Figs can vary in size, shape, time of harvest, texture, and flavor. They can be violet, yellow, purple, black,
green or brown.
Plant where you have the most sun and shelter. During the first year, as plants become
established water regularly and mulch.
Once established, figs can be very drought tolerant. Fertilize with a food such as
Espoma-Citrus-tone 5-2-6 in late winter and early spring. You can add used coffee grounds and chopped
banana peelings to the soil in the spring and compost all year long for overall
health. Full sun is the key for an
abundant harvest and the sweetest fruit.
When fruit is developing it is important to water regularly.
When the fruit starts to swell apply a high potash liquid fertilizer
feed such as tomato fertilizer weekly.
Check daily, and pick just as they ripen. It’s time to pick the figs once they are
fully colored, slightly soft and the stalks start to bend. A ripe fig will hang or droop from the branch
and will be soft when you squeeze it. Look
for drops of nectar appearing at the base of the fruit, but don’t pick to
early. The figs won’t ripen
further. Eat soon after picking as figs
don’t keep well.
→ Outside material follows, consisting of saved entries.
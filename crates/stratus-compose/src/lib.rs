//! # stratus-compose
//!
//! Stack composition engine for the Stratus topology.
//!
//! Handles:
//! - **Graph**: Static component dependency graph and topological ordering.
//! - **Naming**: Deterministic, scope-derived identifiers.
//! - **Handles**: Read-only references passed from owners to dependents.
//! - **Components**: Network, storage, identity, edge, DNS, alerting, monitoring.
//! - **Manifest**: Dependency-ordered declarative resource description.
//! - **Root**: The composition pass that evaluates conditional branches and
//!   records every realized identifier.
//!
//! # Example
//!
//! ```rust,no_run
//! use stratus_common::config::{ConfigurationBundle, StackSettings};
//! use stratus_compose::root::CompositionRoot;
//!
//! let root = CompositionRoot::new(StackSettings::default());
//! let result = root.compose(&ConfigurationBundle::default());
//! ```

pub mod components;
pub mod graph;
pub mod handle;
pub mod manifest;
pub mod naming;
pub mod result;
pub mod root;
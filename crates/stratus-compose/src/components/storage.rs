//! Content bucket with a companion access-log bucket.

use serde_json::{Value, json};
use stratus_common::constants::ACCESS_LOG_PREFIX;
use stratus_common::types::ResourceId;

use super::Built;
use crate::handle::{BucketPair, ContentBucket, LogBucket};
use crate::manifest::{Resource, ResourceKind};
use crate::naming::Scope;

/// Builder for the bucket pair.
#[derive(Debug, Clone)]
pub struct ObjectStore {
    scope: Scope,
}

impl ObjectStore {
    /// Creates the component.
    #[must_use]
    pub const fn new(scope: Scope) -> Self {
        Self { scope }
    }

    /// Declares the log bucket, then the primary bucket logging into it.
    #[must_use]
    pub fn build(&self) -> Built<BucketPair> {
        let (log, log_resource) = self.declare_log_bucket();
        let (primary, primary_resource) = self.declare_primary_bucket(&log);
        tracing::info!(
            component = %self.scope.component(),
            bucket = %primary.name(),
            log_bucket = %log.name(),
            "buckets declared"
        );
        Built::new(
            BucketPair { primary, log },
            vec![log_resource, primary_resource],
        )
    }

    fn declare_log_bucket(&self) -> (LogBucket, Resource) {
        let logical_id = self.scope.logical_id("LogBucket");
        let name = ResourceId::new(self.scope.physical_name("log", "LogBucket"));
        let resource = Resource::new(
            logical_id.clone(),
            ResourceKind::Bucket,
            json!({
                "BucketName": name,
                "BucketEncryption": server_managed_encryption(),
                "PublicAccessBlockConfiguration": block_all_public_access(),
            }),
        )
        .retained();
        (LogBucket { name, logical_id }, resource)
    }

    fn declare_primary_bucket(&self, log: &LogBucket) -> (ContentBucket, Resource) {
        let logical_id = self.scope.logical_id("Bucket");
        let name = ResourceId::new(self.scope.physical_name("data", "Bucket"));
        let resource = Resource::new(
            logical_id.clone(),
            ResourceKind::Bucket,
            json!({
                "BucketName": name,
                "BucketEncryption": server_managed_encryption(),
                "VersioningConfiguration": { "Status": "Enabled" },
                "PublicAccessBlockConfiguration": block_all_public_access(),
                "LoggingConfiguration": {
                    "DestinationBucketName": log.name(),
                    "LogFilePrefix": ACCESS_LOG_PREFIX,
                },
            }),
        )
        .depends_on(log.logical_id())
        .retained();
        let bucket = ContentBucket {
            name,
            logical_id,
            log_target: log.name().clone(),
            versioned: true,
        };
        (bucket, resource)
    }
}

fn server_managed_encryption() -> Value {
    json!({
        "ServerSideEncryptionConfiguration": [{
            "ServerSideEncryptionByDefault": { "SSEAlgorithm": "AES256" },
        }],
    })
}

fn block_all_public_access() -> Value {
    json!({
        "BlockPublicAcls": true,
        "BlockPublicPolicy": true,
        "IgnorePublicAcls": true,
        "RestrictPublicBuckets": true,
    })
}

#[cfg(test)]
mod tests {
    use stratus_common::config::StackSettings;
    use stratus_common::types::ComponentKind;

    use super::*;
    use crate::naming::Namer;

    fn build() -> Built<BucketPair> {
        ObjectStore::new(Namer::new(&StackSettings::default()).scope(ComponentKind::ObjectStore))
            .build()
    }

    #[test]
    fn primary_logs_into_log_bucket() {
        let built = build();
        let pair = &built.handle;
        assert_eq!(pair.primary().log_target(), pair.log().name());
        let primary = &built.resources[1];
        assert_eq!(
            primary.properties["LoggingConfiguration"]["DestinationBucketName"],
            pair.log().name().as_str()
        );
        assert_eq!(
            primary.properties["LoggingConfiguration"]["LogFilePrefix"],
            "access-logs/"
        );
    }

    #[test]
    fn log_bucket_is_declared_first() {
        let built = build();
        assert_eq!(built.resources[0].logical_id, *built.handle.log().logical_id());
        assert_eq!(
            built.resources[1].depends_on,
            vec![built.handle.log().logical_id().clone()]
        );
    }

    #[test]
    fn both_buckets_are_retained_encrypted_and_private() {
        for resource in build().resources {
            assert!(resource.retain);
            assert_eq!(
                resource.properties["BucketEncryption"]["ServerSideEncryptionConfiguration"][0]
                    ["ServerSideEncryptionByDefault"]["SSEAlgorithm"],
                "AES256"
            );
            assert_eq!(
                resource.properties["PublicAccessBlockConfiguration"]["BlockPublicAcls"],
                true
            );
        }
    }

    #[test]
    fn only_primary_is_versioned() {
        let built = build();
        assert!(built.handle.primary().versioned());
        assert!(built.resources[0].property("VersioningConfiguration").is_none());
        assert_eq!(
            built.resources[1].properties["VersioningConfiguration"]["Status"],
            "Enabled"
        );
    }

    #[test]
    fn bucket_names_are_distinct_and_prefixed() {
        let built = build();
        let primary = built.handle.primary().name().as_str();
        let log = built.handle.log().name().as_str();
        assert!(primary.starts_with("data-objectstore-"), "got: {primary}");
        assert!(log.starts_with("log-objectstore-"), "got: {log}");
        assert_ne!(primary, log);
    }
}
Dried figs are equally
nutritious; if you have a bumper crop then dry some of the fruit in a hot press
or drying cupboard. If you turn them daily
they will be preserved in 6 to 8 days.
Clean up the fallen fruit and leaves in autumn to discourage pests and
disease. In September, remove any fruit
larger than small pea size. The
remaining tiny embryo fruit towards the ends of the shoots will over-winter
and, providing they have protection from icy blasts, will ripen the following
year.
All pruning should take place when while the tree is dormant in say February or March. Avoid heavy pruning. Start your fig tree winter care by pruning
your tree. Prune away any branches that
are weak, diseased or crossing other branches.
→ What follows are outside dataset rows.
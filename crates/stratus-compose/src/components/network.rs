//! Network partition and compute node.
//!
//! Declares the network with public and private-with-egress subnets across
//! the configured availability zones, an access-control group opening the
//! administrative port, and one compute node in the first public subnet.

use std::net::Ipv4Addr;

use serde_json::json;
use stratus_common::constants::{
    ADMIN_PORT, BOOT_DEVICE, BOOT_VOLUME_GIB, DEFAULT_ADMIN_CIDR, INSTANCE_TYPE, MACHINE_IMAGE,
    MAX_VOLUME_GIB, NETWORK_MAX_AZS, NETWORK_NAT_GATEWAYS,
};
use stratus_common::error::{Result, StratusError};

use super::Built;
use crate::handle::{ComputeHandle, NetworkHandle, Subnet, SubnetClass, VolumeSpec};
use crate::manifest::{Resource, ResourceKind};
use crate::naming::Scope;

const VPC_CIDR: &str = "10.0.0.0/16";
const AZ_SUFFIXES: [char; 6] = ['a', 'b', 'c', 'd', 'e', 'f'];

/// Builder for the network partition and its compute node.
#[derive(Debug, Clone)]
pub struct NetworkCompute {
    scope: Scope,
    key_name: Option<String>,
    admin_cidr: String,
    volume_gib: u32,
    instance_type: String,
}

impl NetworkCompute {
    /// Creates the component with the fixed topology parameters.
    #[must_use]
    pub fn new(scope: Scope) -> Self {
        Self {
            scope,
            key_name: None,
            admin_cidr: DEFAULT_ADMIN_CIDR.to_string(),
            volume_gib: BOOT_VOLUME_GIB,
            instance_type: INSTANCE_TYPE.to_string(),
        }
    }

    /// Sets the access-key name installed on the node.
    #[must_use]
    pub fn with_key_name(mut self, key_name: Option<String>) -> Self {
        self.key_name = key_name;
        self
    }

    /// Overrides the source range allowed on the administrative port.
    #[must_use]
    pub fn with_admin_cidr(mut self, cidr: impl Into<String>) -> Self {
        self.admin_cidr = cidr.into();
        self
    }

    /// Overrides the boot volume size in GiB.
    #[must_use]
    pub const fn with_volume_size(mut self, gib: u32) -> Self {
        self.volume_gib = gib;
        self
    }

    /// Overrides the instance type.
    #[must_use]
    pub fn with_instance_type(mut self, instance_type: impl Into<String>) -> Self {
        self.instance_type = instance_type.into();
        self
    }

    /// Declares the network and the compute node.
    ///
    /// # Errors
    ///
    /// Returns [`StratusError::InvalidSpec`] if the volume size, instance
    /// type, or administrative source range is invalid.
    pub fn build(&self) -> Result<Built<(NetworkHandle, ComputeHandle)>> {
        self.validate()?;
        let (network, mut resources) = self.declare_network();
        let (compute, compute_resources) = self.declare_compute(&network)?;
        resources.extend(compute_resources);
        tracing::info!(
            component = %self.scope.component(),
            network_id = %network.id(),
            instance_id = %compute.instance_id(),
            "network and compute declared"
        );
        Ok(Built::new((network, compute), resources))
    }

    /// Declares the network only, without a compute node.
    #[must_use]
    pub fn build_network(&self) -> Built<NetworkHandle> {
        let (network, resources) = self.declare_network();
        tracing::info!(
            component = %self.scope.component(),
            network_id = %network.id(),
            "network declared without compute node"
        );
        Built::new(network, resources)
    }

    fn validate(&self) -> Result<()> {
        let component = self.scope.component().as_str();
        if self.volume_gib == 0 || self.volume_gib > MAX_VOLUME_GIB {
            return Err(StratusError::invalid_spec(
                component,
                format!(
                    "boot volume size {} GiB is outside 1..={MAX_VOLUME_GIB}",
                    self.volume_gib
                ),
            ));
        }
        if !is_instance_type(&self.instance_type) {
            return Err(StratusError::invalid_spec(
                component,
                format!("instance type \"{}\" is not <family>.<size>", self.instance_type),
            ));
        }
        if !is_ipv4_cidr(&self.admin_cidr) {
            return Err(StratusError::invalid_spec(
                component,
                format!("administrative source range \"{}\" is not an IPv4 CIDR", self.admin_cidr),
            ));
        }
        Ok(())
    }

    fn declare_network(&self) -> (NetworkHandle, Vec<Resource>) {
        let scope = &self.scope;
        let vpc_logical = scope.logical_id("Vpc");
        let vpc_id = scope.resource_id("vpc", "Vpc");
        let mut resources = vec![Resource::new(
            vpc_logical.clone(),
            ResourceKind::Vpc,
            json!({
                "CidrBlock": VPC_CIDR,
                "EnableDnsHostnames": true,
                "EnableDnsSupport": true,
                "InstanceTenancy": "default",
                "Tags": [{ "Key": "Name", "Value": format!("{}/Vpc", scope.stack_name()) }],
            }),
        )];

        let mut subnets = Vec::new();
        let mut nat_logical = None;
        for (class_index, class) in SubnetClass::ALL.into_iter().enumerate() {
            for az in 0..usize::from(NETWORK_MAX_AZS) {
                let index = class_index * usize::from(NETWORK_MAX_AZS) + az;
                let resource_name = format!("{class}Subnet{}", az + 1);
                let subnet = Subnet {
                    id: scope.resource_id("subnet", &resource_name),
                    logical_id: scope.logical_id(&resource_name),
                    class,
                    cidr: format!("10.0.{index}.0/24"),
                    availability_zone: format!(
                        "{}{}",
                        scope.region(),
                        AZ_SUFFIXES[az % AZ_SUFFIXES.len()]
                    ),
                };

                let mut resource = Resource::new(
                    subnet.logical_id.clone(),
                    ResourceKind::Subnet,
                    json!({
                        "VpcId": vpc_id,
                        "CidrBlock": subnet.cidr,
                        "AvailabilityZone": subnet.availability_zone,
                        "MapPublicIpOnLaunch": class == SubnetClass::Public,
                        "Tags": [{ "Key": "subnet-type", "Value": class.as_str() }],
                    }),
                )
                .depends_on(&vpc_logical);
                if let (SubnetClass::PrivateWithEgress, Some(nat)) = (class, &nat_logical) {
                    resource = resource.depends_on(nat);
                }
                resources.push(resource);
                subnets.push(subnet);
            }

            if class == SubnetClass::Public {
                let nats = self.declare_nat_gateways(&subnets);
                nat_logical = nats.first().map(|r| r.logical_id.clone());
                resources.extend(nats);
            }
        }

        let handle = NetworkHandle {
            id: vpc_id,
            logical_id: vpc_logical,
            subnets,
        };
        (handle, resources)
    }

    fn declare_nat_gateways(&self, public: &[Subnet]) -> Vec<Resource> {
        public
            .iter()
            .take(usize::from(NETWORK_NAT_GATEWAYS))
            .enumerate()
            .map(|(i, subnet)| {
                Resource::new(
                    self.scope.logical_id(&format!("NatGateway{}", i + 1)),
                    ResourceKind::NatGateway,
                    json!({
                        "SubnetId": subnet.id,
                        "ConnectivityType": "public",
                    }),
                )
                .depends_on(&subnet.logical_id)
            })
            .collect()
    }

    fn declare_compute(&self, network: &NetworkHandle) -> Result<(ComputeHandle, Vec<Resource>)> {
        let scope = &self.scope;
        let placement = network
            .subnets_of(SubnetClass::Public)
            .next()
            .ok_or_else(|| StratusError::dependency(scope.component().as_str(), "public subnet"))?;

        let sg_logical = scope.logical_id("InstanceSecurityGroup");
        let sg_id = scope.resource_id("sg", "InstanceSecurityGroup");
        let security_group = Resource::new(
            sg_logical.clone(),
            ResourceKind::SecurityGroup,
            json!({
                "GroupDescription": "Security group for EC2 instance",
                "VpcId": network.id(),
                "SecurityGroupEgress": [{
                    "CidrIp": "0.0.0.0/0",
                    "Description": "Allow all outbound traffic by default",
                    "IpProtocol": "-1",
                }],
                "SecurityGroupIngress": [{
                    "CidrIp": self.admin_cidr,
                    "Description": "SSH access from specific IP range",
                    "FromPort": ADMIN_PORT,
                    "IpProtocol": "tcp",
                    "ToPort": ADMIN_PORT,
                }],
            }),
        )
        .depends_on(network.logical_id());

        let volume = VolumeSpec {
            device: BOOT_DEVICE.to_string(),
            size_gib: self.volume_gib,
            encrypted: true,
        };
        let instance_logical = scope.logical_id("Instance");
        let instance_id = scope.resource_id("i", "Instance");
        let mut properties = json!({
            "InstanceType": self.instance_type,
            "ImageFamily": MACHINE_IMAGE,
            "SubnetId": placement.id,
            "AvailabilityZone": placement.availability_zone,
            "SecurityGroupIds": [sg_id],
            "BlockDeviceMappings": [{
                "DeviceName": volume.device,
                "Ebs": { "VolumeSize": volume.size_gib, "Encrypted": volume.encrypted },
            }],
        });
        if let (Some(key), Some(map)) = (&self.key_name, properties.as_object_mut()) {
            let _ = map.insert("KeyName".into(), json!(key));
        }
        let instance = Resource::new(instance_logical.clone(), ResourceKind::Instance, properties)
            .depends_on(&sg_logical)
            .depends_on(&placement.logical_id);

        let handle = ComputeHandle {
            instance_id,
            logical_id: instance_logical,
            security_group_id: sg_id,
            volume,
            key_name: self.key_name.clone(),
        };
        Ok((handle, vec![security_group, instance]))
    }
}

fn is_instance_type(value: &str) -> bool {
    let mut parts = value.split('.');
    match (parts.next(), parts.next(), parts.next()) {
        (Some(family), Some(size), None) => {
            !family.is_empty()
                && !size.is_empty()
                && value
                    .chars()
                    .all(|c| c.is_ascii_lowercase() || c.is_ascii_digit() || c == '.' || c == '-')
        }
        _ => false,
    }
}

fn is_ipv4_cidr(value: &str) -> bool {
    let Some((addr, prefix)) = value.split_once('/') else {
        return false;
    };
    addr.parse::<Ipv4Addr>().is_ok() && prefix.parse::<u8>().is_ok_and(|p| p <= 32)
}

#[cfg(test)]
mod tests {
    use stratus_common::config::StackSettings;
    use stratus_common::types::ComponentKind;

    use super::*;
    use crate::naming::Namer;

    fn component() -> NetworkCompute {
        NetworkCompute::new(Namer::new(&StackSettings::default()).scope(ComponentKind::NetworkCompute))
    }

    #[test]
    fn build_declares_both_subnet_classes() {
        let built = component().build().expect("build");
        let (network, _) = &built.handle;
        assert_eq!(
            network.classes(),
            vec![SubnetClass::Public, SubnetClass::PrivateWithEgress]
        );
        assert_eq!(network.subnets().len(), 4);
        assert!(network.id().as_str().starts_with("vpc-"));
    }

    #[test]
    fn compute_node_has_encrypted_fixed_volume() {
        let built = component().build().expect("build");
        let (_, compute) = &built.handle;
        assert_eq!(compute.volume().size_gib, 8);
        assert!(compute.volume().encrypted);
        assert_eq!(compute.volume().device, "/dev/xvda");
        assert!(compute.instance_id().as_str().starts_with("i-"));
    }

    #[test]
    fn instance_is_placed_in_public_subnet() {
        let built = component().build().expect("build");
        let (network, _) = &built.handle;
        let public = network
            .subnets_of(SubnetClass::Public)
            .next()
            .expect("public subnet");
        let instance = built
            .resources
            .iter()
            .find(|r| r.kind == ResourceKind::Instance)
            .expect("instance");
        assert_eq!(instance.properties["SubnetId"], public.id().as_str());
        assert_eq!(instance.properties["InstanceType"], "t2.micro");
    }

    #[test]
    fn security_group_opens_admin_port_to_configured_range() {
        let built = component()
            .with_admin_cidr("203.0.113.0/24")
            .build()
            .expect("build");
        let sg = built
            .resources
            .iter()
            .find(|r| r.kind == ResourceKind::SecurityGroup)
            .expect("security group");
        let rule = &sg.properties["SecurityGroupIngress"][0];
        assert_eq!(rule["FromPort"], 22);
        assert_eq!(rule["ToPort"], 22);
        assert_eq!(rule["IpProtocol"], "tcp");
        assert_eq!(rule["CidrIp"], "203.0.113.0/24");
    }

    #[test]
    fn default_admin_range_is_unrestricted() {
        let built = component().build().expect("build");
        let sg = built
            .resources
            .iter()
            .find(|r| r.kind == ResourceKind::SecurityGroup)
            .expect("security group");
        assert_eq!(sg.properties["SecurityGroupIngress"][0]["CidrIp"], "0.0.0.0/0");
    }

    #[test]
    fn key_name_is_optional() {
        let without = component().build().expect("build");
        let instance = without
            .resources
            .iter()
            .find(|r| r.kind == ResourceKind::Instance)
            .expect("instance");
        assert!(instance.property("KeyName").is_none());

        let with = component()
            .with_key_name(Some("my-key-pair".into()))
            .build()
            .expect("build");
        assert_eq!(with.handle.1.key_name(), Some("my-key-pair"));
    }

    #[test]
    fn zero_volume_is_invalid_spec() {
        let err = component().with_volume_size(0).build().expect_err("invalid");
        assert!(matches!(err, StratusError::InvalidSpec { .. }), "got: {err}");
    }

    #[test]
    fn malformed_instance_type_is_invalid_spec() {
        for bad in ["", "t2", "t2.", "T2.MICRO", "t2.micro.large"] {
            let err = component()
                .with_instance_type(bad)
                .build()
                .expect_err("invalid");
            assert!(matches!(err, StratusError::InvalidSpec { .. }), "{bad}: {err}");
        }
    }

    #[test]
    fn malformed_cidr_is_invalid_spec() {
        for bad in ["0.0.0.0", "10.0.0.0/33", "not-a-cidr/8"] {
            let err = component().with_admin_cidr(bad).build().expect_err("invalid");
            assert!(matches!(err, StratusError::InvalidSpec { .. }), "{bad}: {err}");
        }
    }

    #[test]
    fn resources_only_depend_on_earlier_resources() {
        let built = component().build().expect("build");
        let mut seen = std::collections::HashSet::new();
        for resource in &built.resources {
            for dep in &resource.depends_on {
                assert!(seen.contains(dep), "{} depends on later {dep}", resource.logical_id);
            }
            let _ = seen.insert(resource.logical_id.clone());
        }
    }

    #[test]
    fn network_only_build_has_no_instance() {
        let built = component().build_network();
        assert!(built.resources.iter().all(|r| r.kind != ResourceKind::Instance));
        assert_eq!(built.resources.iter().filter(|r| r.kind == ResourceKind::NatGateway).count(), 1);
    }
}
Fig sap can irritate skin, so wear gloves when pruning trees. Place a thick layer of mulch on the ground
over the roots. The fig tree will regrow from its roots if winter-killed.
Few insects and diseases affect figs.
Birds are the most annoying pests.
To deter birds from eating the fruit, hang reflective tape. Some people
grow figs tall and let the birds get the tall, hard to reach figs. The only way to prevent loss of the crop is
to cover the plants with netting. Remove
the netting after fruiting.
If your figs grow vigorously but develop few fruit, do not fertilize for
six months.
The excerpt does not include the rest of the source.